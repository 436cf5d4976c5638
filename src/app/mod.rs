//! Process wiring for the three run modes.
//!
//! Every mode runs the same synchronization core (provider pool, block
//! listeners, collateral stacks, bulk reconciler, event synchronizer,
//! price ingestion) against its own state handle and bus; keeper modes
//! additionally run a trigger engine fed by the bus. Failover tears down
//! the provider-bound tasks, rebuilds the stacks against the new endpoint,
//! and restarts the timers; the pool itself only decides.

use ethers::middleware::SignerMiddleware;
use ethers::providers::{Middleware, Provider, Ws};
use ethers::signers::{LocalWallet, Signer};
use std::collections::BTreeMap;
use std::sync::Arc;
use std::time::Duration;
use tokio::sync::mpsc;
use tracing::{error, info, warn};

use crate::bus::{DistributionBus, InMemoryBus};
use crate::chain::contracts::{ContractAddresses, EthersExchange, WsEventSource};
use crate::chain::listener::BlockListener;
use crate::chain::provider::{ProviderPool, ReconnectPolicy};
use crate::chain::rpc::{EventSource, ExchangeRpc};
use crate::chain::types::ChainEvent;
use crate::config::AppConfig;
use crate::error::{PerpdError, Result};
use crate::price::ingestion::PriceIngestion;
use crate::price::oracle::{HttpOracleClient, OracleClient};
use crate::state::handle::StateHandle;
use crate::state::types::{CollateralStack, GlobalAppState, ProviderView};
use crate::sync::events::EventSynchronizer;
use crate::sync::reconciler::BulkReconciler;
use crate::sync::records::{PgTradeStore, TradeStore};
use crate::tasks::{spawn_interval, spawn_named, ShutdownController, TaskHandle};
use crate::trigger::engine::{TriggerEngine, TriggerMode};

/// Which process this instance is
#[derive(Debug, Clone, Copy, PartialEq, Eq)]
pub enum RunMode {
    Sync,
    OrdersKeeper,
    LiquidationsKeeper,
}

impl RunMode {
    fn trigger_mode(self) -> Option<TriggerMode> {
        match self {
            RunMode::Sync => None,
            RunMode::OrdersKeeper => Some(TriggerMode::Orders),
            RunMode::LiquidationsKeeper => Some(TriggerMode::Liquidations),
        }
    }
}

struct Components {
    config: AppConfig,
    mode: RunMode,
    bus: Arc<dyn DistributionBus>,
    state: StateHandle,
    pool: Arc<ProviderPool>,
    store: Arc<dyn TradeStore>,
    oracle: Arc<dyn OracleClient>,
    shutdown: ShutdownController,
}

/// Run one process until ctrl-c.
pub async fn run(config: AppConfig, mode: RunMode) -> Result<()> {
    config.validate()?;
    if mode.trigger_mode().is_some() && config.chain.keeper_key.is_none() {
        return Err(PerpdError::MissingConfig(
            "chain.keeper_key is required for keeper modes".into(),
        ));
    }

    let shutdown = ShutdownController::new();
    let state = StateHandle::new(GlobalAppState {
        provider_view: ProviderView {
            endpoints: config.chain.rpc_urls.clone(),
            current_index: 0,
            last_blocks: vec![0; config.chain.rpc_urls.len()],
        },
        ..Default::default()
    });
    let pool = Arc::new(ProviderPool::new(
        config.chain.rpc_urls.clone(),
        config.chain.max_block_drift,
    ));

    let (failover_tx, mut failover_rx) = mpsc::channel(16);
    let listener = BlockListener::new(pool.clone(), ReconnectPolicy::default(), failover_tx);
    let listeners = listener.spawn_all(shutdown.subscribe());

    let store: Arc<dyn TradeStore> = Arc::new(
        PgTradeStore::connect(&config.database.url, config.database.max_connections).await?,
    );
    let oracle: Arc<dyn OracleClient> = Arc::new(HttpOracleClient::new(
        config.oracle.endpoint.clone(),
        Duration::from_millis(config.oracle.timeout_ms),
    )?);
    let bus: Arc<dyn DistributionBus> = Arc::new(InMemoryBus::new());

    let components = Components {
        config,
        mode,
        bus,
        state,
        pool: pool.clone(),
        store,
        oracle,
        shutdown: shutdown.clone(),
    };

    let mut active = activate_provider(&components, pool.current_index()).await?;
    info!(mode = ?mode, provider = pool.current_index(), "process started");

    loop {
        tokio::select! {
            maybe_failover = failover_rx.recv() => {
                let Some(failover) = maybe_failover else { break };
                // Same-index switches are a no-op by the pool's guard.
                if !pool.select(failover.to) {
                    continue;
                }
                warn!(
                    from = failover.from,
                    to = failover.to,
                    "failing over: restarting provider-bound components"
                );
                for task in active.drain(..) {
                    task.abort();
                }
                match activate_provider(&components, failover.to).await {
                    Ok(tasks) => active = tasks,
                    Err(e) => {
                        error!(error = %e, "failed to activate provider after failover");
                    }
                }
            }
            _ = tokio::signal::ctrl_c() => {
                info!("shutdown requested");
                shutdown.trigger();
                break;
            }
        }
    }

    for task in active.drain(..) {
        task.abort();
    }
    for task in listeners {
        task.abort();
    }
    Ok(())
}

/// Build the collateral stacks against one provider endpoint and start
/// every provider-bound task. Returns the handles so failover can tear
/// them down.
async fn activate_provider(components: &Components, index: usize) -> Result<Vec<TaskHandle>> {
    let url = components
        .pool
        .url(index)
        .ok_or_else(|| PerpdError::Provider(format!("no endpoint at index {index}")))?;
    let provider = Arc::new(
        Provider::<Ws>::connect(url)
            .await
            .map_err(|e| PerpdError::Provider(e.to_string()))?,
    );

    let mut tasks = Vec::new();
    let mut rpcs: BTreeMap<u8, Arc<dyn ExchangeRpc>> = BTreeMap::new();
    let mut stacks: BTreeMap<u8, CollateralStack> = BTreeMap::new();
    let (event_tx, event_rx) = mpsc::channel::<ChainEvent>(1024);

    for entry in &components.config.collaterals {
        let addresses = ContractAddresses::parse(entry)?;
        let rpc = build_rpc(components, entry.index, provider.clone(), addresses).await?;
        rpcs.insert(entry.index, rpc.clone());
        stacks.insert(
            entry.index,
            CollateralStack::new(entry.index, entry.symbol.clone(), rpc),
        );

        // One merged event pipe: per-collateral sources forward into the
        // single applier so mutations stay serialized.
        let source = WsEventSource::new(entry.index, provider.clone(), addresses);
        let mut source_rx = source.subscribe().await?;
        let forward_tx = event_tx.clone();
        tasks.push(spawn_named("event-forwarder", async move {
            while let Some(event) = source_rx.recv().await {
                if forward_tx.send(event).await.is_err() {
                    break;
                }
            }
        }));
    }
    drop(event_tx);

    // Swap the new active configuration in atomically; open trades survive
    // the switch, the reconciler refreshes the rest.
    components
        .state
        .mutate(|s| {
            s.collaterals = stacks;
            s.provider_view.current_index = index;
        })
        .await;

    let synchronizer = Arc::new(EventSynchronizer::new(
        components.state.clone(),
        components.bus.clone(),
        components.store.clone(),
        Duration::from_millis(components.config.chain.confirmation_delay_ms),
    ));
    let sync_shutdown = components.shutdown.subscribe();
    tasks.push(spawn_named("event-synchronizer", async move {
        synchronizer.run(event_rx, sync_shutdown).await;
    }));

    // The first interval tick fires immediately, which doubles as the
    // bootstrap reconciliation after (re)selection.
    let reconciler = Arc::new(BulkReconciler::new(
        components.state.clone(),
        components.bus.clone(),
    ));
    let reconcile_interval = components.config.sync.reconcile_interval();
    let reconcile_retry = components.config.sync.reconcile_retry();
    let reconciler_shutdown = components.shutdown.subscribe();
    tasks.push(spawn_named("bulk-reconciler", async move {
        reconciler
            .run(reconcile_interval, reconcile_retry, reconciler_shutdown)
            .await;
    }));

    let ingestion = Arc::new(PriceIngestion::new(
        components.oracle.clone(),
        components.bus.clone(),
        components.state.clone(),
    ));
    tasks.push(spawn_interval(
        "price-ingestion",
        Duration::from_millis(components.config.oracle.poll_interval_ms),
        components.shutdown.subscribe(),
        move || {
            let ingestion = ingestion.clone();
            async move {
                if let Err(e) = ingestion.fetch_and_publish().await {
                    warn!(error = %e, "price poll failed");
                }
            }
        },
    ));

    // Mirror per-provider block heights into the state view so snapshots
    // carry the block tracking consumers expect.
    let view_pool = components.pool.clone();
    let view_state = components.state.clone();
    tasks.push(spawn_interval(
        "provider-view",
        Duration::from_secs(5),
        components.shutdown.subscribe(),
        move || {
            let pool = view_pool.clone();
            let state = view_state.clone();
            async move {
                let heights: Vec<u64> = (0..pool.endpoints().len())
                    .map(|i| pool.block_height(i))
                    .collect();
                let current = pool.current_index();
                state
                    .mutate(|s| {
                        s.last_synced_block = heights.get(current).copied().unwrap_or_default();
                        s.provider_view.last_blocks = heights;
                        s.provider_view.current_index = current;
                    })
                    .await;
            }
        },
    ));

    if let Some(trigger_mode) = components.mode.trigger_mode() {
        let engine = Arc::new(TriggerEngine::new(
            trigger_mode,
            components.bus.clone(),
            rpcs,
            components.config.trigger.clone(),
        ));
        let engine_shutdown = components.shutdown.subscribe();
        tasks.push(spawn_named("trigger-engine", async move {
            engine.run(engine_shutdown).await;
        }));
    }

    Ok(tasks)
}

/// Keepers sign trigger transactions, so their contract handles wrap a
/// signer middleware; the synchronizer reads only.
async fn build_rpc(
    components: &Components,
    collateral: u8,
    provider: Arc<Provider<Ws>>,
    addresses: ContractAddresses,
) -> Result<Arc<dyn ExchangeRpc>> {
    match &components.config.chain.keeper_key {
        Some(key) if components.mode.trigger_mode().is_some() => {
            let wallet: LocalWallet = key
                .parse()
                .map_err(|_| PerpdError::MissingConfig("chain.keeper_key is not a valid key".into()))?;
            let chain_id = provider
                .get_chainid()
                .await
                .map_err(|e| PerpdError::Provider(e.to_string()))?;
            let wallet = wallet.with_chain_id(chain_id.as_u64());
            let client = Arc::new(SignerMiddleware::new(provider.as_ref().clone(), wallet));
            Ok(Arc::new(EthersExchange::new(collateral, client, addresses)))
        }
        _ => Ok(Arc::new(EthersExchange::new(
            collateral,
            provider,
            addresses,
        ))),
    }
}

——————

- [Problem details]: Filter the data for the string "InMemoryBus". Copy each matching line.

- [Expected answer]:
use crate::bus::{DistributionBus, InMemoryBus};
    let bus: Arc<dyn DistributionBus> = Arc::new(InMemoryBus::new());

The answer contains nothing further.